A transição para a economia de baixo carbono irá acelerar investimentos em tecnologias sustentáveis e reduzirá a demanda global por combustíveis fósseis. De acordo com o diretor-executivo da agência, Fatih Birol, os produtores de petróleo precisam estar atentos às mudanças e equilibrar as decisões para conseguir uma transição ordenada.
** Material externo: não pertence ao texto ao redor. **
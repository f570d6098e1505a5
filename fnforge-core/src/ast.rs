//! Abstract syntax tree for candidate programs
//!
//! Candidates are written in a small JavaScript subset. The tree is plain
//! data (`Send + Sync`): function nodes are shared through `Arc` so the
//! interpreter can capture them in closures without copying.

use std::fmt;
use std::ops::Range;
use std::sync::Arc;

/// Byte range of a node in the source text
pub type Span = Range<usize>;

/// Name of the implicit parameter when a candidate is a bare function body
pub const IMPLICIT_PARAM: &str = "x";

/// Name the prompt asks the oracle to give the synthesized function
pub const ENTRY_NAME: &str = "f";

/// A parsed candidate: its top-level statements with their source spans
#[derive(Debug, Clone, PartialEq, Default)]
pub struct Program {
    pub items: Vec<Item>,
}

/// A top-level statement and where it came from
#[derive(Debug, Clone, PartialEq)]
pub struct Item {
    pub stmt: Stmt,
    pub span: Span,
}

#[derive(Debug, Clone, PartialEq)]
pub enum Stmt {
    Expr(Expr),
    VarDecl {
        kind: DeclKind,
        declarations: Vec<Declarator>,
    },
    FunctionDecl(Arc<Function>),
    Return(Option<Expr>),
    If {
        test: Expr,
        consequent: Box<Stmt>,
        alternate: Option<Box<Stmt>>,
    },
    Block(Vec<Stmt>),
    For {
        init: Option<Box<Stmt>>,
        test: Option<Expr>,
        update: Option<Expr>,
        body: Box<Stmt>,
    },
    ForOf {
        kind: DeclKind,
        pattern: Pattern,
        iterable: Expr,
        body: Box<Stmt>,
    },
    ForIn {
        kind: DeclKind,
        pattern: Pattern,
        object: Expr,
        body: Box<Stmt>,
    },
    While {
        test: Expr,
        body: Box<Stmt>,
    },
    DoWhile {
        body: Box<Stmt>,
        test: Expr,
    },
    /// `break`, optionally naming the labeled statement to leave
    Break(Option<String>),
    Continue(Option<String>),
    Labeled {
        label: String,
        body: Box<Stmt>,
    },
    Throw(Expr),
    Try {
        block: Vec<Stmt>,
        handler: Option<CatchClause>,
        finalizer: Option<Vec<Stmt>>,
    },
    Switch {
        discriminant: Expr,
        cases: Vec<SwitchCase>,
    },
    Empty,
}

#[derive(Debug, Clone, Copy, PartialEq, Eq)]
pub enum DeclKind {
    Var,
    Let,
    Const,
}

#[derive(Debug, Clone, PartialEq)]
pub struct Declarator {
    pub pattern: Pattern,
    pub init: Option<Expr>,
}

/// One `case` (or `default`, when `test` is `None`) of a switch
#[derive(Debug, Clone, PartialEq)]
pub struct SwitchCase {
    pub test: Option<Expr>,
    pub body: Vec<Stmt>,
}

#[derive(Debug, Clone, PartialEq)]
pub struct CatchClause {
    pub param: Option<Pattern>,
    pub body: Vec<Stmt>,
}

/// Binding target of declarations, parameters and loop heads
#[derive(Debug, Clone, PartialEq)]
pub enum Pattern {
    Ident(String),
    Array {
        elements: Vec<Option<PatternElement>>,
        rest: Option<Box<Pattern>>,
    },
    Object {
        properties: Vec<PropertyPattern>,
        rest: Option<String>,
    },
}

#[derive(Debug, Clone, PartialEq)]
pub struct PatternElement {
    pub pattern: Pattern,
    pub default: Option<Expr>,
}

#[derive(Debug, Clone, PartialEq)]
pub struct PropertyPattern {
    pub key: String,
    pub value: Pattern,
    pub default: Option<Expr>,
}

#[derive(Debug, Clone, PartialEq)]
pub struct Function {
    pub name: Option<String>,
    pub params: Vec<Param>,
    pub body: FunctionBody,
    pub is_arrow: bool,
}

#[derive(Debug, Clone, PartialEq)]
pub struct Param {
    pub pattern: Pattern,
    pub default: Option<Expr>,
    pub rest: bool,
}

#[derive(Debug, Clone, PartialEq)]
pub enum FunctionBody {
    Block(Vec<Stmt>),
    Expr(Box<Expr>),
}

#[derive(Debug, Clone, PartialEq)]
pub enum Literal {
    Number(f64),
    String(String),
    Boolean(bool),
    Null,
}

#[derive(Debug, Clone, PartialEq)]
pub enum Expr {
    Literal(Literal),
    Ident(String),
    Template {
        quasis: Vec<String>,
        exprs: Vec<Expr>,
    },
    Array(Vec<ArrayElement>),
    Object(Vec<Property>),
    Function(Arc<Function>),
    Unary {
        op: UnaryOp,
        arg: Box<Expr>,
    },
    Update {
        op: UpdateOp,
        prefix: bool,
        target: Box<Expr>,
    },
    Binary {
        op: BinaryOp,
        left: Box<Expr>,
        right: Box<Expr>,
    },
    Logical {
        op: LogicalOp,
        left: Box<Expr>,
        right: Box<Expr>,
    },
    Assign {
        op: AssignOp,
        target: Box<Expr>,
        value: Box<Expr>,
    },
    Conditional {
        test: Box<Expr>,
        consequent: Box<Expr>,
        alternate: Box<Expr>,
    },
    Member {
        object: Box<Expr>,
        property: MemberProperty,
        optional: bool,
    },
    Call {
        callee: Box<Expr>,
        args: Vec<Argument>,
        optional: bool,
    },
    New {
        callee: Box<Expr>,
        args: Vec<Argument>,
    },
    Sequence(Vec<Expr>),
}

#[derive(Debug, Clone, PartialEq)]
pub enum ArrayElement {
    Expr(Expr),
    Spread(Expr),
    Hole,
}

#[derive(Debug, Clone, PartialEq)]
pub enum Property {
    KeyValue(String, Expr),
    Computed(Expr, Expr),
    Spread(Expr),
}

#[derive(Debug, Clone, PartialEq)]
pub enum MemberProperty {
    Named(String),
    Computed(Box<Expr>),
}

#[derive(Debug, Clone, PartialEq)]
pub enum Argument {
    Expr(Expr),
    Spread(Expr),
}

#[derive(Debug, Clone, Copy, PartialEq, Eq)]
pub enum UnaryOp {
    Not,
    Minus,
    Plus,
    BitNot,
    TypeOf,
    Void,
    Delete,
}

#[derive(Debug, Clone, Copy, PartialEq, Eq)]
pub enum UpdateOp {
    Increment,
    Decrement,
}

#[derive(Debug, Clone, Copy, PartialEq, Eq)]
pub enum BinaryOp {
    Add,
    Sub,
    Mul,
    Div,
    Rem,
    Pow,
    Eq,
    NotEq,
    StrictEq,
    StrictNotEq,
    Lt,
    LtEq,
    Gt,
    GtEq,
    BitAnd,
    BitOr,
    BitXor,
    Shl,
    Shr,
    UShr,
    In,
    InstanceOf,
}

#[derive(Debug, Clone, Copy, PartialEq, Eq)]
pub enum LogicalOp {
    And,
    Or,
    Nullish,
}

#[derive(Debug, Clone, Copy, PartialEq, Eq)]
pub enum AssignOp {
    Assign,
    Add,
    Sub,
    Mul,
    Div,
    Rem,
    Pow,
    And,
    Or,
    Nullish,
}

impl AssignOp {
    /// The binary operator a compound assignment applies, if any
    pub fn binary_op(self) -> Option<BinaryOp> {
        match self {
            AssignOp::Add => Some(BinaryOp::Add),
            AssignOp::Sub => Some(BinaryOp::Sub),
            AssignOp::Mul => Some(BinaryOp::Mul),
            AssignOp::Div => Some(BinaryOp::Div),
            AssignOp::Rem => Some(BinaryOp::Rem),
            AssignOp::Pow => Some(BinaryOp::Pow),
            _ => None,
        }
    }
}

impl Expr {
    /// Short node-type name used in diagnostics
    pub fn kind_name(&self) -> &'static str {
        match self {
            Expr::Literal(_) => "literal",
            Expr::Ident(_) => "identifier",
            Expr::Template { .. } => "template literal",
            Expr::Array(_) => "array literal",
            Expr::Object(_) => "object literal",
            Expr::Function(f) if f.is_arrow => "arrow function",
            Expr::Function(_) => "function expression",
            Expr::Unary { .. } => "unary expression",
            Expr::Update { .. } => "update expression",
            Expr::Binary { .. } => "binary expression",
            Expr::Logical { .. } => "logical expression",
            Expr::Assign { .. } => "assignment",
            Expr::Conditional { .. } => "conditional expression",
            Expr::Member { .. } => "member expression",
            Expr::Call { .. } => "call",
            Expr::New { .. } => "new expression",
            Expr::Sequence(_) => "sequence expression",
        }
    }

    pub fn as_ident(&self) -> Option<&str> {
        match self {
            Expr::Ident(name) => Some(name),
            _ => None,
        }
    }
}

impl Pattern {
    /// Every name this pattern binds, in source order
    pub fn bound_names(&self) -> Vec<String> {
        let mut names = Vec::new();
        self.collect_names(&mut names);
        names
    }

    fn collect_names(&self, names: &mut Vec<String>) {
        match self {
            Pattern::Ident(name) => names.push(name.clone()),
            Pattern::Array { elements, rest } => {
                for element in elements.iter().flatten() {
                    element.pattern.collect_names(names);
                }
                if let Some(rest) = rest {
                    rest.collect_names(names);
                }
            }
            Pattern::Object { properties, rest } => {
                for property in properties {
                    property.value.collect_names(names);
                }
                if let Some(rest) = rest {
                    names.push(rest.clone());
                }
            }
        }
    }
}

impl Function {
    /// Names of all declared parameters
    pub fn param_names(&self) -> Vec<String> {
        self.params
            .iter()
            .flat_map(|param| param.pattern.bound_names())
            .collect()
    }
}

/// How a program exposes the unary function it defines
#[derive(Debug, Clone, PartialEq)]
pub enum Entry {
    /// A top-level function whose definition is syntactically visible
    Function {
        name: String,
        function: Arc<Function>,
    },
    /// A top-level binding named `f` initialised by some other expression
    Binding { name: String },
    /// No function: the program itself is the body, with parameter `x`
    Body,
}

impl Entry {
    pub fn param_names(&self) -> Vec<String> {
        match self {
            Entry::Function { function, .. } => function.param_names(),
            Entry::Binding { .. } => Vec::new(),
            Entry::Body => vec![IMPLICIT_PARAM.to_string()],
        }
    }
}

impl Program {
    pub fn new(items: Vec<Item>) -> Self {
        Self { items }
    }

    pub fn statements(&self) -> impl Iterator<Item = &Stmt> {
        self.items.iter().map(|item| &item.stmt)
    }

    pub fn is_empty(&self) -> bool {
        self.items.is_empty()
    }

    /// Resolve the entry function.
    ///
    /// A top-level function named `f` wins; otherwise the only top-level
    /// function declaration; otherwise the program is a bare body.
    pub fn entry(&self) -> Entry {
        let mut declared = Vec::new();

        for stmt in self.statements() {
            match stmt {
                Stmt::FunctionDecl(function) => {
                    if function.name.as_deref() == Some(ENTRY_NAME) {
                        return Entry::Function {
                            name: ENTRY_NAME.to_string(),
                            function: function.clone(),
                        };
                    }
                    declared.push(function.clone());
                }
                Stmt::VarDecl { declarations, .. } => {
                    for declarator in declarations {
                        if declarator.pattern != Pattern::Ident(ENTRY_NAME.to_string()) {
                            continue;
                        }
                        return match &declarator.init {
                            Some(Expr::Function(function)) => Entry::Function {
                                name: ENTRY_NAME.to_string(),
                                function: function.clone(),
                            },
                            _ => Entry::Binding {
                                name: ENTRY_NAME.to_string(),
                            },
                        };
                    }
                }
                _ => {}
            }
        }

        if declared.len() == 1 {
            let function = declared.remove(0);
            if let Some(name) = function.name.clone() {
                return Entry::Function { name, function };
            }
        }

        Entry::Body
    }
}

impl fmt::Display for DeclKind {
    fn fmt(&self, f: &mut fmt::Formatter<'_>) -> fmt::Result {
        match self {
            DeclKind::Var => write!(f, "var"),
            DeclKind::Let => write!(f, "let"),
            DeclKind::Const => write!(f, "const"),
        }
    }
}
No médio prazo, deve ocorrer um aumento da capacidade de oferta global de 5,1 milhões de bp até 2028, com liderança dos Estados Unidos, Brasil e Guiana. Já Arábia Saudita, Emirados Árabes Unidos e Iraque vão liderar o aumento da oferta dentro da OPEP+, enquanto países africano e asiáticos enfrentarão declínio contínuo.
Demanda chinesa
Segundo a AIE, a demanda chinesa deve desacelerar a partir do próximo ano, mas o crescente consumo das economias emergentes podem compensar o cenário. Mesmo com a previsão de queda, o documento espera um aumento de 6% na demanda global entre 2022 e 2028. Os volumes devem chegar a níveis de 105,7 milhões milhões de bpd, com o grande consumo de setores petroquímicos e da aviação civil.
Em relação aos investimentos, a expectativa é de US$ 528 bilhões no upstream ainda este ano, alta de 11% frente a 2022.